RECORDS TO USE:
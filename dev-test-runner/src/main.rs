//! Fixture runner: compiles every `fixtures/*/schema.json` and compares the
//! result with `expected.json` (model) or `expected-error.txt` (substring of
//! the error message). A `settings.json` next to the schema is honored.
use std::path::{Path, PathBuf};

use anyhow::{Context, bail};
use colored::Colorize;
use json_typemodel::{Compiler, Settings};
use serde_json::Value;

fn main() {
    let root = std::env::args()
        .nth(1)
        .map(PathBuf::from)
        .unwrap_or_else(|| Path::new(env!("CARGO_MANIFEST_DIR")).join("../fixtures"));
    let pattern = format!("{}/*/schema.json", root.display());

    let mut failed = 0usize;
    let mut total = 0usize;
    for entry in glob::glob(&pattern).expect("valid glob pattern") {
        let schema_path = match entry {
            Ok(p) => p,
            Err(error) => {
                eprintln!("❌ {error}");
                failed += 1;
                continue;
            }
        };
        total += 1;
        let case_dir = schema_path.parent().unwrap_or(Path::new("."));
        match run_case(case_dir, &schema_path) {
            Ok(()) => eprintln!("{} {}", "✅ success".green(), case_dir.display()),
            Err(error) => {
                failed += 1;
                eprintln!("{} {}: {error:#}", "❌ failed".red(), case_dir.display());
            }
        }
    }

    eprintln!("—— {} case(s), {} failed ——", total, failed);
    if failed > 0 || total == 0 {
        std::process::exit(1);
    }
}

fn run_case(case_dir: &Path, schema_path: &Path) -> anyhow::Result<()> {
    let settings = Settings::load(&case_dir.join("settings.json"))?;
    let compiler = Compiler::new(settings.compile_options());
    let document: Value = read_json(schema_path)?;
    let result = compiler.compile(&document);

    let expected_model = case_dir.join("expected.json");
    let expected_error = case_dir.join("expected-error.txt");
    match result {
        Ok(model) if expected_model.exists() => {
            let expected = read_json(&expected_model)?;
            let actual = serde_json::to_value(&model)?;
            if actual != expected {
                bail!(
                    "model mismatch\n—— expected ——\n{}\n—— actual ——\n{}",
                    serde_json::to_string_pretty(&expected)?,
                    serde_json::to_string_pretty(&actual)?
                );
            }
            Ok(())
        }
        Err(error) if expected_error.exists() => {
            let needle = std::fs::read_to_string(&expected_error)?;
            let message = error.to_string();
            if !message.contains(needle.trim()) {
                bail!("error mismatch: expected `{}` in `{message}`", needle.trim());
            }
            Ok(())
        }
        Ok(_) => bail!("compiled, but the case expects an error"),
        Err(error) => bail!("unexpected error: {error}"),
    }
}

fn read_json(path: &Path) -> anyhow::Result<Value> {
    let source = std::fs::read_to_string(path)
        .with_context(|| format!("failed to read {}", path.display()))?;
    serde_json::from_str(&source).with_context(|| format!("failed to parse {}", path.display()))
}
//! Parsing and rolling of tabletop dice notation such as `3d6+2-1d4`, plus
//! weighted random tables.
//!
//! ```
//! use dice_expression::{Expression, Rollable};
//!
//! let expr: Expression = "2d6 + 3".parse().unwrap();
//! let roll = expr.roll();
//! assert!((5..=15).contains(&roll.result));
//! assert_eq!(roll.log, "2d6+3");
//! ```

mod common;
mod dice;
mod error;
mod expr;
mod parse;
mod random;
mod roll;
mod table;

pub use common::{group_exact, GroupError, Int, NonZeroUInt, ParseSignError, Sign, UInt};
pub use dice::{D10, D100, D12, D2, D20, D4, D6, D8};
pub use error::{Error, Result};
pub use expr::{add, describe, parse, roll, subtract, Expression};
pub use parse::ast::{Constant, Dice, ParseDiceError, Resolve, SignedTerm, Term};
pub use parse::ParseError;
pub use random::{random_integer, RandomPick};
pub use roll::{
    DefaultRoller, RollContext, RollError, RollResult, Rollable, Roller, DEFAULT_MAX_ROLLS,
};
pub use table::{RandomTable, TableError};

/// Parses `text` and rolls it once.
///
/// # Errors
///
/// Fails with [Error::ParseError] if `text` is not valid dice notation.
pub fn roll_str(text: &str) -> Result<RollResult> {
    Ok(Expression::parse(text)?.roll())
}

ABOUT THIS TASK:
Copy out the records above exactly and completely.

ANSWER SECTION:
filename dev-test-runner/src/main.rs
//! Fixture runner: compiles every `fixtures/*/schema.json` and compares the
//! result with `expected.json` (model) or `expected-error.txt` (substring of
//! the error message). A `settings.json` next to the schema is honored.
use std::path::{Path, PathBuf};

use anyhow::{Context, bail};
use colored::Colorize;
use json_typemodel::{Compiler, Settings};
use serde_json::Value;

fn main() {
    let root = std::env::args()
        .nth(1)
        .map(PathBuf::from)
        .unwrap_or_else(|| Path::new(env!("CARGO_MANIFEST_DIR")).join("../fixtures"));
    let pattern = format!("{}/*/schema.json", root.display());

    let mut failed = 0usize;
    let mut total = 0usize;
    for entry in glob::glob(&pattern).expect("valid glob pattern") {
        let schema_path = match entry {
            Ok(p) => p,
            Err(error) => {
                eprintln!("❌ {error}");
                failed += 1;
                continue;
            }
        };
        total += 1;
        let case_dir = schema_path.parent().unwrap_or(Path::new("."));
        match run_case(case_dir, &schema_path) {
            Ok(()) => eprintln!("{} {}", "✅ success".green(), case_dir.display()),
            Err(error) => {
                failed += 1;
                eprintln!("{} {}: {error:#}", "❌ failed".red(), case_dir.display());
            }
        }
    }

    eprintln!("—— {} case(s), {} failed ——", total, failed);
    if failed > 0 || total == 0 {
        std::process::exit(1);
    }
}

fn run_case(case_dir: &Path, schema_path: &Path) -> anyhow::Result<()> {
    let settings = Settings::load(&case_dir.join("settings.json"))?;
    let compiler = Compiler::new(settings.compile_options());
    let document: Value = read_json(schema_path)?;
    let result = compiler.compile(&document);

    let expected_model = case_dir.join("expected.json");
    let expected_error = case_dir.join("expected-error.txt");
    match result {
        Ok(model) if expected_model.exists() => {
            let expected = read_json(&expected_model)?;
            let actual = serde_json::to_value(&model)?;
            if actual != expected {
                bail!(
                    "model mismatch\n—— expected ——\n{}\n—— actual ——\n{}",
                    serde_json::to_string_pretty(&expected)?,
                    serde_json::to_string_pretty(&actual)?
                );
            }
            Ok(())
        }
        Err(error) if expected_error.exists() => {
            let needle = std::fs::read_to_string(&expected_error)?;
            let message = error.to_string();
            if !message.contains(needle.trim()) {
                bail!("error mismatch: expected `{}` in `{message}`", needle.trim());
            }
            Ok(())
        }
        Ok(_) => bail!("compiled, but the case expects an error"),
        Err(error) => bail!("unexpected error: {error}"),
    }
}

fn read_json(path: &Path) -> anyhow::Result<Value> {
    let source = std::fs::read_to_string(path)
        .with_context(|| format!("failed to read {}", path.display()))?;
    serde_json::from_str(&source).with_context(|| format!("failed to parse {}", path.display()))
}
//! Parsing and rolling of tabletop dice notation such as `3d6+2-1d4`, plus
//! weighted random tables.
//!
//! ```
//! use dice_expression::{Expression, Rollable};
//!
//! let expr: Expression = "2d6 + 3".parse().unwrap();
//! let roll = expr.roll();
//! assert!((5..=15).contains(&roll.result));
//! assert_eq!(roll.log, "2d6+3");
//! ```

mod common;
mod dice;
mod error;
mod expr;
mod parse;
mod random;
mod roll;
mod table;

pub use common::{group_exact, GroupError, Int, NonZeroUInt, ParseSignError, Sign, UInt};
pub use dice::{D10, D100, D12, D2, D20, D4, D6, D8};
pub use error::{Error, Result};
pub use expr::{add, describe, parse, roll, subtract, Expression};
pub use parse::ast::{Constant, Dice, ParseDiceError, Resolve, SignedTerm, Term};
pub use parse::ParseError;
pub use random::{random_integer, RandomPick};
pub use roll::{
    DefaultRoller, RollContext, RollError, RollResult, Rollable, Roller, DEFAULT_MAX_ROLLS,
};
pub use table::{RandomTable, TableError};

/// Parses `text` and rolls it once.
///
/// # Errors
///
/// Fails with [Error::ParseError] if `text` is not valid dice notation.
pub fn roll_str(text: &str) -> Result<RollResult> {
    Ok(Expression::parse(text)?.roll())
}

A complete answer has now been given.